The revised timeline has renewed questions about whether better communication might have allowed police to respond more quickly and take out the gunman before he committed the deadliest mass shooting in modern US history.
Worker Stephen Schuck told NBC News that he was checking out a report of a jammed fire door on the 32nd floor of Mandalay Bay when he heard gunshots and a hotel security guard, who had been shot in the leg, peeked out from an alcove and told him to take cover.
'As soon as I started to go to a door to my left the rounds started coming down the hallway,' Mr Schuck said. 'I could feel them pass right behind my head.'
'It was kind of relentless so I called over the radio what was going on. As soon as the shooting stopped we made our way down the hallway and took cover again and then the shooting started again,' Schuck continued.

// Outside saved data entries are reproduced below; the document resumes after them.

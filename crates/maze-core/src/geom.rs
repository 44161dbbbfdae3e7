//! Geometry primitives: [`Cell`], [`Direction`] and [`Bounds`].
//!
//! Coordinates are 1-indexed: the top-left cell of a maze is `(1, 1)` and
//! rows grow southwards.

use std::fmt;

// ---------------------------------------------------------------------------
// Cell
// ---------------------------------------------------------------------------

/// A grid position as `(row, col)`. Row grows south, column grows east.
#[derive(Copy, Clone, Debug, Default, PartialEq, Eq, Hash, PartialOrd, Ord)]
#[cfg_attr(feature = "serde", derive(serde::Serialize, serde::Deserialize))]
pub struct Cell {
    pub row: i32,
    pub col: i32,
}

impl Cell {
    /// Create a new cell.
    #[inline]
    pub const fn new(row: i32, col: i32) -> Self {
        Self { row, col }
    }

    /// Return a cell shifted by (drow, dcol).
    #[inline]
    pub const fn shift(self, drow: i32, dcol: i32) -> Self {
        Self {
            row: self.row + drow,
            col: self.col + dcol,
        }
    }

    /// The adjacent cell one step in direction `dir`. May lie outside any
    /// particular grid.
    #[inline]
    pub const fn step(self, dir: Direction) -> Self {
        let (dr, dc) = dir.delta();
        self.shift(dr, dc)
    }

    /// The direction leading from `self` to the orthogonally adjacent cell
    /// `other`, or `None` if the two cells are not neighbours.
    pub fn direction_to(self, other: Cell) -> Option<Direction> {
        Direction::ALL.into_iter().find(|&d| self.step(d) == other)
    }
}

impl From<(i32, i32)> for Cell {
    fn from((row, col): (i32, i32)) -> Self {
        Self::new(row, col)
    }
}

impl From<Cell> for (i32, i32) {
    fn from(c: Cell) -> Self {
        (c.row, c.col)
    }
}

impl fmt::Display for Cell {
    fn fmt(&self, f: &mut fmt::Formatter<'_>) -> fmt::Result {
        write!(f, "({}, {})", self.row, self.col)
    }
}

// ---------------------------------------------------------------------------
// Direction
// ---------------------------------------------------------------------------

/// One of the four compass directions.
#[derive(Copy, Clone, Debug, PartialEq, Eq, Hash)]
#[cfg_attr(feature = "serde", derive(serde::Serialize, serde::Deserialize))]
pub enum Direction {
    North,
    South,
    West,
    East,
}

impl Direction {
    /// All directions, in neighbour enumeration order.
    pub const ALL: [Direction; 4] = [
        Direction::North,
        Direction::South,
        Direction::West,
        Direction::East,
    ];

    /// `(drow, dcol)` offset of a single step.
    #[inline]
    pub const fn delta(self) -> (i32, i32) {
        match self {
            Direction::North => (-1, 0),
            Direction::South => (1, 0),
            Direction::West => (0, -1),
            Direction::East => (0, 1),
        }
    }

    /// The direction pointing back.
    #[inline]
    pub const fn opposite(self) -> Self {
        match self {
            Direction::North => Direction::South,
            Direction::South => Direction::North,
            Direction::West => Direction::East,
            Direction::East => Direction::West,
        }
    }

    /// Single-letter name (`N`, `S`, `W`, `E`).
    pub const fn letter(self) -> char {
        match self {
            Direction::North => 'N',
            Direction::South => 'S',
            Direction::West => 'W',
            Direction::East => 'E',
        }
    }
}

impl fmt::Display for Direction {
    fn fmt(&self, f: &mut fmt::Formatter<'_>) -> fmt::Result {
        write!(f, "{}", self.letter())
    }
}

// ---------------------------------------------------------------------------
// Bounds
// ---------------------------------------------------------------------------

/// Dimensions of a 1-indexed grid: valid cells are
/// `[1, rows] × [1, cols]`.
#[derive(Copy, Clone, Debug, Default, PartialEq, Eq, Hash)]
#[cfg_attr(feature = "serde", derive(serde::Serialize, serde::Deserialize))]
pub struct Bounds {
    pub rows: i32,
    pub cols: i32,
}

impl Bounds {
    /// Create bounds for a `rows × cols` grid. Negative sizes clamp to 0.
    #[inline]
    pub const fn new(rows: i32, cols: i32) -> Self {
        Self {
            rows: if rows < 0 { 0 } else { rows },
            cols: if cols < 0 { 0 } else { cols },
        }
    }

    /// Total number of cells.
    #[inline]
    pub fn len(self) -> usize {
        (self.rows as usize) * (self.cols as usize)
    }

    /// Whether the grid has no cells.
    #[inline]
    pub fn is_empty(self) -> bool {
        self.rows == 0 || self.cols == 0
    }

    /// Whether `c` lies inside the grid.
    #[inline]
    pub fn contains(self, c: Cell) -> bool {
        c.row >= 1 && c.row <= self.rows && c.col >= 1 && c.col <= self.cols
    }

    /// Flat row-major index of `c`, or `None` if out of bounds.
    #[inline]
    pub fn index(self, c: Cell) -> Option<usize> {
        if !self.contains(c) {
            return None;
        }
        Some(((c.row - 1) as usize) * (self.cols as usize) + (c.col - 1) as usize)
    }

    /// Inverse of [`index`](Self::index).
    #[inline]
    pub fn cell(self, idx: usize) -> Cell {
        let cols = self.cols.max(1) as usize;
        Cell::new((idx / cols) as i32 + 1, (idx % cols) as i32 + 1)
    }

    /// Row-major iterator over every cell.
    #[inline]
    pub fn iter(self) -> BoundsIter {
        BoundsIter {
            bounds: self,
            cur: Cell::new(1, 1),
        }
    }
}

impl IntoIterator for Bounds {
    type Item = Cell;
    type IntoIter = BoundsIter;
    #[inline]
    fn into_iter(self) -> BoundsIter {
        self.iter()
    }
}

impl fmt::Display for Bounds {
    fn fmt(&self, f: &mut fmt::Formatter<'_>) -> fmt::Result {
        write!(f, "{}x{}", self.rows, self.cols)
    }
}

/// Row-major iterator over the cells of a [`Bounds`].
#[derive(Clone, Debug)]
pub struct BoundsIter {
    bounds: Bounds,
    cur: Cell,
}

impl Iterator for BoundsIter {
    type Item = Cell;

    #[inline]
    fn next(&mut self) -> Option<Cell> {
        if self.bounds.is_empty() || self.cur.row > self.bounds.rows {
            return None;
        }
        let c = self.cur;
        self.cur.col += 1;
        if self.cur.col > self.bounds.cols {
            self.cur.col = 1;
            self.cur.row += 1;
        }
        Some(c)
    }

    #[inline]
    fn size_hint(&self) -> (usize, Option<usize>) {
        if self.bounds.is_empty() || self.cur.row > self.bounds.rows {
            return (0, Some(0));
        }
        let w = self.bounds.cols as usize;
        let remaining_in_row = (self.bounds.cols - self.cur.col + 1) as usize;
        let remaining_rows = (self.bounds.rows - self.cur.row) as usize;
        let total = remaining_in_row + remaining_rows * w;
        (total, Some(total))
    }
}

impl ExactSizeIterator for BoundsIter {}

Police said Monday they believe gunman Stephen Paddock shot a hotel security guard through the door of his suite six minutes before he unleashed a barrage of bullets into the crowd of concertgoers, killing 58 people and injuring hundreds more.

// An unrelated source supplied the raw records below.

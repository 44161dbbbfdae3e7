use std::fmt;
use std::str::FromStr;

use maze_core::Cell;

use crate::distance::manhattan;
use crate::error::SearchError;

/// Search strategy: frontier discipline plus priority key.
#[derive(Copy, Clone, Debug, PartialEq, Eq, Hash)]
#[cfg_attr(feature = "serde", derive(serde::Serialize, serde::Deserialize))]
pub enum Strategy {
    /// Breadth-first: FIFO frontier.
    Bfs,
    /// Depth-first: LIFO frontier.
    Dfs,
    /// Greedy best-first: ordered by `h(cell, goal)`.
    Greedy,
    /// A*: ordered by `g(cell) + h(cell, goal)`.
    AStar,
}

impl Strategy {
    /// All strategies.
    pub const ALL: [Strategy; 4] = [
        Strategy::Bfs,
        Strategy::Dfs,
        Strategy::Greedy,
        Strategy::AStar,
    ];

    /// Canonical short name, as accepted by [`FromStr`].
    pub const fn name(self) -> &'static str {
        match self {
            Strategy::Bfs => "BFS",
            Strategy::Dfs => "DFS",
            Strategy::Greedy => "GS",
            Strategy::AStar => "AStar",
        }
    }

    /// Priority of a frontier entry for `cell`, reached in `g` steps.
    ///
    /// BFS and DFS do not order by priority and always return 0.
    #[inline]
    pub fn priority(self, cell: Cell, g: i32, goal: Cell) -> i32 {
        match self {
            Strategy::Bfs | Strategy::Dfs => 0,
            Strategy::Greedy => manhattan(cell, goal),
            Strategy::AStar => g + manhattan(cell, goal),
        }
    }

    /// Whether the search keeps a best-cost table and re-enqueues cells only
    /// on strict improvement.
    #[inline]
    pub const fn tracks_cost(self) -> bool {
        matches!(self, Strategy::AStar)
    }

    /// Whether the strategy is guaranteed to return a shortest path on a
    /// unit-cost grid.
    #[inline]
    pub const fn is_optimal(self) -> bool {
        matches!(self, Strategy::Bfs | Strategy::AStar)
    }
}

impl fmt::Display for Strategy {
    fn fmt(&self, f: &mut fmt::Formatter<'_>) -> fmt::Result {
        f.write_str(self.name())
    }
}

impl FromStr for Strategy {
    type Err = SearchError;

    /// Parse a strategy name, ignoring case. Accepts `BFS`, `DFS`,
    /// `GS`/`Greedy` and `AStar`/`A*`.
    fn from_str(s: &str) -> Result<Self, Self::Err> {
        match s.trim().to_ascii_lowercase().as_str() {
            "bfs" => Ok(Strategy::Bfs),
            "dfs" => Ok(Strategy::Dfs),
            "gs" | "greedy" => Ok(Strategy::Greedy),
            "astar" | "a*" => Ok(Strategy::AStar),
            _ => Err(SearchError::UnknownStrategy(s.to_string())),
        }
    }
}

#[cfg(test)]
mod tests {
    use super::*;

    #[test]
    fn parse_names() {
        assert_eq!("BFS".parse::<Strategy>(), Ok(Strategy::Bfs));
        assert_eq!("dfs".parse::<Strategy>(), Ok(Strategy::Dfs));
        assert_eq!("GS".parse::<Strategy>(), Ok(Strategy::Greedy));
        assert_eq!("greedy".parse::<Strategy>(), Ok(Strategy::Greedy));
        assert_eq!("AStar".parse::<Strategy>(), Ok(Strategy::AStar));
        assert_eq!(" a* ".parse::<Strategy>(), Ok(Strategy::AStar));
    }

    #[test]
    fn unknown_name_is_rejected() {
        assert_eq!(
            "UCS".parse::<Strategy>(),
            Err(SearchError::UnknownStrategy("UCS".to_string()))
        );
        assert!("".parse::<Strategy>().is_err());
    }

    #[test]
    fn display_round_trips() {
        for s in Strategy::ALL {
            assert_eq!(s.to_string().parse::<Strategy>(), Ok(s));
        }
    }

    #[test]
    fn priority_keys() {
        let goal = Cell::new(3, 3);
        let c = Cell::new(1, 2);
        assert_eq!(Strategy::Bfs.priority(c, 4, goal), 0);
        assert_eq!(Strategy::Dfs.priority(c, 4, goal), 0);
        assert_eq!(Strategy::Greedy.priority(c, 4, goal), 3);
        assert_eq!(Strategy::AStar.priority(c, 4, goal), 7);
    }

    #[test]
    fn only_astar_tracks_cost() {
        assert!(Strategy::AStar.tracks_cost());
        assert!(!Strategy::Greedy.tracks_cost());
        assert!(Strategy::Bfs.is_optimal());
        assert!(!Strategy::Dfs.is_optimal());
    }
}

The injured guard used his radio and possibly a hallway phone to also call hotel dispatchers for help.
Gunshots can be heart in the background of the radio call, with the guard telling the dispatcher, 'Call the police, someone's firing a gun up here. Someone's firing a rifle on the 32nd floor down the hallway.'
That account differs dramatically from the one police gave last week when they said Paddock fired through the door of his room and injured the unarmed guard after shooting into the crowd.
The company that owns Mandalay Bay has questioned the new timeline.
'Our officers got there as fast as they possibly could and they did what they were trained to do,' Las Vegas assistant Sheriff Todd Fasulo said.